Problem statement: What is the number of lines in the records that contain "body"? Give only that number.

(Collected data)
----

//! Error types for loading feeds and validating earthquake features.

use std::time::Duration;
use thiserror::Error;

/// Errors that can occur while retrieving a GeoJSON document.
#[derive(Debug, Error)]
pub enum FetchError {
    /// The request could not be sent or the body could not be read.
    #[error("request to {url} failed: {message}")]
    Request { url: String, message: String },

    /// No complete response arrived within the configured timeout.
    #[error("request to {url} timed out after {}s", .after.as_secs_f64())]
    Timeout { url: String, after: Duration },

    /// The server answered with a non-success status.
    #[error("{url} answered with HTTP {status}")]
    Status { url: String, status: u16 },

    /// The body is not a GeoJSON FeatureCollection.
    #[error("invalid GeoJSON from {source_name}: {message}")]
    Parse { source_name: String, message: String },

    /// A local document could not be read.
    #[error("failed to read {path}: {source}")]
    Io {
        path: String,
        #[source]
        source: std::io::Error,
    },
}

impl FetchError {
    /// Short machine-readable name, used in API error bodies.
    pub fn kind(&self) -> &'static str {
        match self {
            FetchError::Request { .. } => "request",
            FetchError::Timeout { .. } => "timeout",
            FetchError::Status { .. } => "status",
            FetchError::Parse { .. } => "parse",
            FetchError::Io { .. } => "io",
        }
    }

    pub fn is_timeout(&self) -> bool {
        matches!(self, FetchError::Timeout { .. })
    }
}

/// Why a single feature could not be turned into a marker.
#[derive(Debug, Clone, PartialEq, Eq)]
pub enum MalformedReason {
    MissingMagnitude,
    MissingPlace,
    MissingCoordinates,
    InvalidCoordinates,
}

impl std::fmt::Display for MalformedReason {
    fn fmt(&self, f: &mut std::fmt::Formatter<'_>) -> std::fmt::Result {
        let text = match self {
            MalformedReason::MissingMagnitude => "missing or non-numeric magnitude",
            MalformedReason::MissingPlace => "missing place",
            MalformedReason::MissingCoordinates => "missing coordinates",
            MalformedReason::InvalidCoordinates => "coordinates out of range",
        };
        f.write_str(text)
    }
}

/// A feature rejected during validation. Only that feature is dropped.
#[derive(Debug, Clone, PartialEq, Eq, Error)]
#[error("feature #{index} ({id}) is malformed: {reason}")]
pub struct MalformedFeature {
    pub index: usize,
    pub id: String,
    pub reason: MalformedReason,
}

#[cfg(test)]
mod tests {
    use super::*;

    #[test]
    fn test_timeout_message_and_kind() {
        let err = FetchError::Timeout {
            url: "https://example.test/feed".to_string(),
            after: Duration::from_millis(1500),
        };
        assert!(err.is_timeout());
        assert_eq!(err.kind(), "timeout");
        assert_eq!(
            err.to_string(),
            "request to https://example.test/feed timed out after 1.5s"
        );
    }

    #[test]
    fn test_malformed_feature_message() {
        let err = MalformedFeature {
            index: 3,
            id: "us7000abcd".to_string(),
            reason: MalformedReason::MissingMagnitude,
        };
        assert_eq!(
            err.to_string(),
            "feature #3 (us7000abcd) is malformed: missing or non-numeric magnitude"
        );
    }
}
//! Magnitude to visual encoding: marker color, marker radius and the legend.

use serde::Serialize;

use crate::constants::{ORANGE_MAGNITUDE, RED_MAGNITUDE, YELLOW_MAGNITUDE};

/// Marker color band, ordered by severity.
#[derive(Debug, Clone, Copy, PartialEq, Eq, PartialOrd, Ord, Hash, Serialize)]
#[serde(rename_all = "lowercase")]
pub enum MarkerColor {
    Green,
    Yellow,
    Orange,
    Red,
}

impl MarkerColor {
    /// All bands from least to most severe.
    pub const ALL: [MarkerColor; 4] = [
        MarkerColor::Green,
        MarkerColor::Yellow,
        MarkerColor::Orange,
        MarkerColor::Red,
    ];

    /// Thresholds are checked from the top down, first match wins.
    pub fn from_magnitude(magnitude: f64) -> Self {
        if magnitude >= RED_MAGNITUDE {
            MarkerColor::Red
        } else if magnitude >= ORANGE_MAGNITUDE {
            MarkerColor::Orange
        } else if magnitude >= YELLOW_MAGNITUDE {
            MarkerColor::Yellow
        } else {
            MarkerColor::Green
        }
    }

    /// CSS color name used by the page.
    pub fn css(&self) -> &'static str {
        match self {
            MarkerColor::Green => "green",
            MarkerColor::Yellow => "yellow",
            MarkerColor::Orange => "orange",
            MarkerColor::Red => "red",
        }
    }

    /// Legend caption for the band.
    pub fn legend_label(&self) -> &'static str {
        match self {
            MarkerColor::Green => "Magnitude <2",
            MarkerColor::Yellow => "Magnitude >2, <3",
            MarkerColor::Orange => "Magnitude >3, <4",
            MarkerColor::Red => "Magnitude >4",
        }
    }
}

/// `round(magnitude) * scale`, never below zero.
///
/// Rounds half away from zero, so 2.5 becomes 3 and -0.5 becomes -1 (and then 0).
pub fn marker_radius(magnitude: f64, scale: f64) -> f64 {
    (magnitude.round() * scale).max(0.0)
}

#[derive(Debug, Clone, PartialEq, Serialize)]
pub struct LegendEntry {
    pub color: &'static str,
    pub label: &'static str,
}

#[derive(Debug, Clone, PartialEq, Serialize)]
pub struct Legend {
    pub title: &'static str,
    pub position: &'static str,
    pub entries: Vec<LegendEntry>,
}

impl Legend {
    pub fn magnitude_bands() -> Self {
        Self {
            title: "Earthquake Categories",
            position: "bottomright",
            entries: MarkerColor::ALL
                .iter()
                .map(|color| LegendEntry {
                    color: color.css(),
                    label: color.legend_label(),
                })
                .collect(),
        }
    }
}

----

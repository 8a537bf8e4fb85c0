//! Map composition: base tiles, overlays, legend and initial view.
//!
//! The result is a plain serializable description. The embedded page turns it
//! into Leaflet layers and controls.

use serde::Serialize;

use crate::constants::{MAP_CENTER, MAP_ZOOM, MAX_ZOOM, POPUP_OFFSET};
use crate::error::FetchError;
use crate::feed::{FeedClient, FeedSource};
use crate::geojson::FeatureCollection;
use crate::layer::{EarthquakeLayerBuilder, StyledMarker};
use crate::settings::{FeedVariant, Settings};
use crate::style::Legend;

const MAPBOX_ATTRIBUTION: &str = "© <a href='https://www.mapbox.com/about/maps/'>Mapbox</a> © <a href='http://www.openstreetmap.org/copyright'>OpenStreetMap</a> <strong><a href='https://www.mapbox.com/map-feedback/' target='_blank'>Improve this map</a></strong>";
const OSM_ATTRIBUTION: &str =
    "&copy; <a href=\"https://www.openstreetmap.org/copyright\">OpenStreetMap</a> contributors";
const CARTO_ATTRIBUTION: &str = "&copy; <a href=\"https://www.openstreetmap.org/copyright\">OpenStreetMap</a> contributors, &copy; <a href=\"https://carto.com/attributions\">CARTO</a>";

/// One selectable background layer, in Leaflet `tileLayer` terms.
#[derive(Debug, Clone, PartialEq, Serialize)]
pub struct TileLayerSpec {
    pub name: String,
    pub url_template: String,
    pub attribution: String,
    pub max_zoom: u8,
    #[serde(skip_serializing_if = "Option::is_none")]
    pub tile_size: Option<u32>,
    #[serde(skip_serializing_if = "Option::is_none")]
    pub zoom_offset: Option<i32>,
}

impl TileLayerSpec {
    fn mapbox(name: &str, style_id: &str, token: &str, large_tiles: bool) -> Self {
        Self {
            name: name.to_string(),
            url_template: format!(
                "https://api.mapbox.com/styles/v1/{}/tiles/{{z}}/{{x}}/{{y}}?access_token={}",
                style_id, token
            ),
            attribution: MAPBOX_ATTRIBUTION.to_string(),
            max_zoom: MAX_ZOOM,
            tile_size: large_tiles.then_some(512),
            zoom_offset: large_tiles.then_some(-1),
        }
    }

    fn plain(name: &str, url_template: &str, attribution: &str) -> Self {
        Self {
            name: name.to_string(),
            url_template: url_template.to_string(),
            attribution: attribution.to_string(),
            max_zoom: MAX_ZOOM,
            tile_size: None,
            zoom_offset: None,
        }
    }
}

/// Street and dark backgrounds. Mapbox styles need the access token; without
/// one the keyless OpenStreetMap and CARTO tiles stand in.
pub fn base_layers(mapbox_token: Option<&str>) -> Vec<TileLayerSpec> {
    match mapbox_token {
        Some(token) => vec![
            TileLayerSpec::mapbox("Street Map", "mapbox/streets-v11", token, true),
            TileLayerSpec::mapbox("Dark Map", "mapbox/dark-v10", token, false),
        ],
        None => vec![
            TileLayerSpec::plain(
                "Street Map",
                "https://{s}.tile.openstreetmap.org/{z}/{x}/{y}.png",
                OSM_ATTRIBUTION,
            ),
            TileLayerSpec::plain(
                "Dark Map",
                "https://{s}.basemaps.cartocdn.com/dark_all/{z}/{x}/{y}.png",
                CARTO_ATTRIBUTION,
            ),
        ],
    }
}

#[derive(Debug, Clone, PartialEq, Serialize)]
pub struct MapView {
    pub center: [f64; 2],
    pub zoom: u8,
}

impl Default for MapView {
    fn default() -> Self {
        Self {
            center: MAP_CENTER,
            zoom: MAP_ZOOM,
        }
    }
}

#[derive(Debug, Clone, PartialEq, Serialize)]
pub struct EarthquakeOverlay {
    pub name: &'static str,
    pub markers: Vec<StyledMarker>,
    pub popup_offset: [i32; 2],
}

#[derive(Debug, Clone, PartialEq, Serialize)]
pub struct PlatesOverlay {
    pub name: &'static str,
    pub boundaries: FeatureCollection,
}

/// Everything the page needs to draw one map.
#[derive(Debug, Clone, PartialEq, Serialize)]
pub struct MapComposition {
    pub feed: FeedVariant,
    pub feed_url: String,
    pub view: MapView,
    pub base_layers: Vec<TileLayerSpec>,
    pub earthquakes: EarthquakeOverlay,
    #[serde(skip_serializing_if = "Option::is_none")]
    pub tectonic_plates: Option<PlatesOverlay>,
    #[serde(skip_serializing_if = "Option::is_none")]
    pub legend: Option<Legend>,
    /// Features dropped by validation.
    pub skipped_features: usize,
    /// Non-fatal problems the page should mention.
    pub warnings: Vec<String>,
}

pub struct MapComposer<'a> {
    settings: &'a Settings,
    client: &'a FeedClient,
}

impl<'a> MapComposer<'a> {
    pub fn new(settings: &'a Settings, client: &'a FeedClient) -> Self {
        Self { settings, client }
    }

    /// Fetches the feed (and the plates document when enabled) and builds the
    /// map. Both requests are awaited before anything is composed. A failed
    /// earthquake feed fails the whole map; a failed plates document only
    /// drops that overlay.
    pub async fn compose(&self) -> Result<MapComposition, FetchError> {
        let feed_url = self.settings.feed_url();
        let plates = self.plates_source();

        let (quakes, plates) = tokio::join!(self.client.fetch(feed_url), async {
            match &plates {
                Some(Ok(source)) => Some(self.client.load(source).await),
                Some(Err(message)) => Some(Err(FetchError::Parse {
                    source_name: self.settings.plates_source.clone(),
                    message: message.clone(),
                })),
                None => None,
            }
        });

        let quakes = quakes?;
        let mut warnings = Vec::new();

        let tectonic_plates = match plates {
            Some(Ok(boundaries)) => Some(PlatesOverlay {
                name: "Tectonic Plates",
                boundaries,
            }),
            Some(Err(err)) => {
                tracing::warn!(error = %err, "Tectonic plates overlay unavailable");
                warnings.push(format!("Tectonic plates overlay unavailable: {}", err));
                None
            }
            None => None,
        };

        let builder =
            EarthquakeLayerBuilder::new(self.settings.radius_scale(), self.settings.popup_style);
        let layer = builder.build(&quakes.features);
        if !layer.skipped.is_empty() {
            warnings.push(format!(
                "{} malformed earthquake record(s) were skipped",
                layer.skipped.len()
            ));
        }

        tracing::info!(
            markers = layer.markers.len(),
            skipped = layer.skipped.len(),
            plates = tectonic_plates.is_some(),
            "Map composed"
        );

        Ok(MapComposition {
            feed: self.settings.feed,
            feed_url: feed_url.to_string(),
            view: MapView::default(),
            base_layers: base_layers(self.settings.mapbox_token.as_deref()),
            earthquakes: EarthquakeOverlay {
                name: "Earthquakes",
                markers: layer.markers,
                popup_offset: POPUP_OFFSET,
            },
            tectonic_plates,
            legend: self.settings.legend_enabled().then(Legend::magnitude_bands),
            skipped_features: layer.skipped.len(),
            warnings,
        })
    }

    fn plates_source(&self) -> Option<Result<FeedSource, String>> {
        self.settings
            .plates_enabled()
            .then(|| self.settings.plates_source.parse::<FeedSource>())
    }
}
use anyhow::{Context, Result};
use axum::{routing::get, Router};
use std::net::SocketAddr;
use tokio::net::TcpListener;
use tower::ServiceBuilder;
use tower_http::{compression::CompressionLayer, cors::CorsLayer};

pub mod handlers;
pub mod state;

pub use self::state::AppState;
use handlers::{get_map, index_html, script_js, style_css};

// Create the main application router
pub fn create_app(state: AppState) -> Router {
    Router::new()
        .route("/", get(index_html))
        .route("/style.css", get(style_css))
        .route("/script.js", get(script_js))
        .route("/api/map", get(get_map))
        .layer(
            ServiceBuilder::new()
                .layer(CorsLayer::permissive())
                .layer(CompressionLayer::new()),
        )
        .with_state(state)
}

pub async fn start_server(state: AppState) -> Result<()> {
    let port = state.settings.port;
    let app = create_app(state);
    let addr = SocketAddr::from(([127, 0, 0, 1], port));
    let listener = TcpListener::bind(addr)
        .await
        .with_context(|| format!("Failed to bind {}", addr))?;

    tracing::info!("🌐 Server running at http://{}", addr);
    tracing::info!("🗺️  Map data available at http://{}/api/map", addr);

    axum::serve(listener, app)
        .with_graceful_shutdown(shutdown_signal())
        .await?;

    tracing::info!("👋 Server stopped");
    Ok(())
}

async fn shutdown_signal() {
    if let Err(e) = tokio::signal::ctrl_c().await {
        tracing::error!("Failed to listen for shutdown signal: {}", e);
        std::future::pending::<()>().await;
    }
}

----

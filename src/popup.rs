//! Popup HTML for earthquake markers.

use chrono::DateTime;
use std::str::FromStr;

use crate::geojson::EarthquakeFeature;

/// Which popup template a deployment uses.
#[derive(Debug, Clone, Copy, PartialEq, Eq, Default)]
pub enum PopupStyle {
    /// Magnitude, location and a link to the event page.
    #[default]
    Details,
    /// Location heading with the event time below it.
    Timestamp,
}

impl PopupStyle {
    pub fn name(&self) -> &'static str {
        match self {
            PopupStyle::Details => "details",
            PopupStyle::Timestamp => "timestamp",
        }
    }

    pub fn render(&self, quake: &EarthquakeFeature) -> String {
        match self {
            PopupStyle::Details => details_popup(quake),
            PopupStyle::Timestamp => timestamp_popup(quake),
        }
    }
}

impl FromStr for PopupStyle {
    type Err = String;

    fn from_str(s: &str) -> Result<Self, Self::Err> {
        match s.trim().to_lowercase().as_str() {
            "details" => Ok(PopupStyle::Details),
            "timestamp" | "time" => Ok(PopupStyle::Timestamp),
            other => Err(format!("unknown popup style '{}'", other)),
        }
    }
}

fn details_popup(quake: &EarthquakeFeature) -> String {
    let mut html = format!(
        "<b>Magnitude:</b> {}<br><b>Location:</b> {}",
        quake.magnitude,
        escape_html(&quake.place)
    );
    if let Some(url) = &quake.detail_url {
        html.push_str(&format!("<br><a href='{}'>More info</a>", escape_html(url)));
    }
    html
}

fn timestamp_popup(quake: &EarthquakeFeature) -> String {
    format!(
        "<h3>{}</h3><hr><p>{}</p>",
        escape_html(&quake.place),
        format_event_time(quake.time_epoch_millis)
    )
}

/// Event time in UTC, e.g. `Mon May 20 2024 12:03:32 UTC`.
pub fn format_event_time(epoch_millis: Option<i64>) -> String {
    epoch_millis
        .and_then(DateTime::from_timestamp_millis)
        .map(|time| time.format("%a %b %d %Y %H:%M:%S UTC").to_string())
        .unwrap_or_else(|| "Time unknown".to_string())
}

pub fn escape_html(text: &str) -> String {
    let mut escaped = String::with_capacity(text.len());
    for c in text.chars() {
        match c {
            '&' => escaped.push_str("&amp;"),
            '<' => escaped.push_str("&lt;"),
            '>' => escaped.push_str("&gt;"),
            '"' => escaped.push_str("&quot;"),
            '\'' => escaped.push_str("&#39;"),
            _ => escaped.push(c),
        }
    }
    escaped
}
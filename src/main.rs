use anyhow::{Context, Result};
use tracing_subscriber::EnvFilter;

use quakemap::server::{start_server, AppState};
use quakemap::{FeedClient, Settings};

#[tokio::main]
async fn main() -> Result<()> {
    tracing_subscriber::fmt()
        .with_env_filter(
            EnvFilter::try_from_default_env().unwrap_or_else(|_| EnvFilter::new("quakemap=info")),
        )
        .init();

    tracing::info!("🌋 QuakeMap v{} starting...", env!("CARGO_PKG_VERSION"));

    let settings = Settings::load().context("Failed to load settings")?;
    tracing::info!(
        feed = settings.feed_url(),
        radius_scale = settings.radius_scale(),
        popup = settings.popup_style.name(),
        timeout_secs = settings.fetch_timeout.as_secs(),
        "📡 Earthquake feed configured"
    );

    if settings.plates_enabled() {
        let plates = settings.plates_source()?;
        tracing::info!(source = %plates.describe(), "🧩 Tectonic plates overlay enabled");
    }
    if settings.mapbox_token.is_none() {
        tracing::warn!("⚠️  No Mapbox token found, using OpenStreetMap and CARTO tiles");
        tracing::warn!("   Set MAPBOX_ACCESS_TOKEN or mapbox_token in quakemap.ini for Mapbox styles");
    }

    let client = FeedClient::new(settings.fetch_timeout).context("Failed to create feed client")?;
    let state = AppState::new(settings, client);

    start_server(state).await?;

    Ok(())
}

----

Problem solution: 2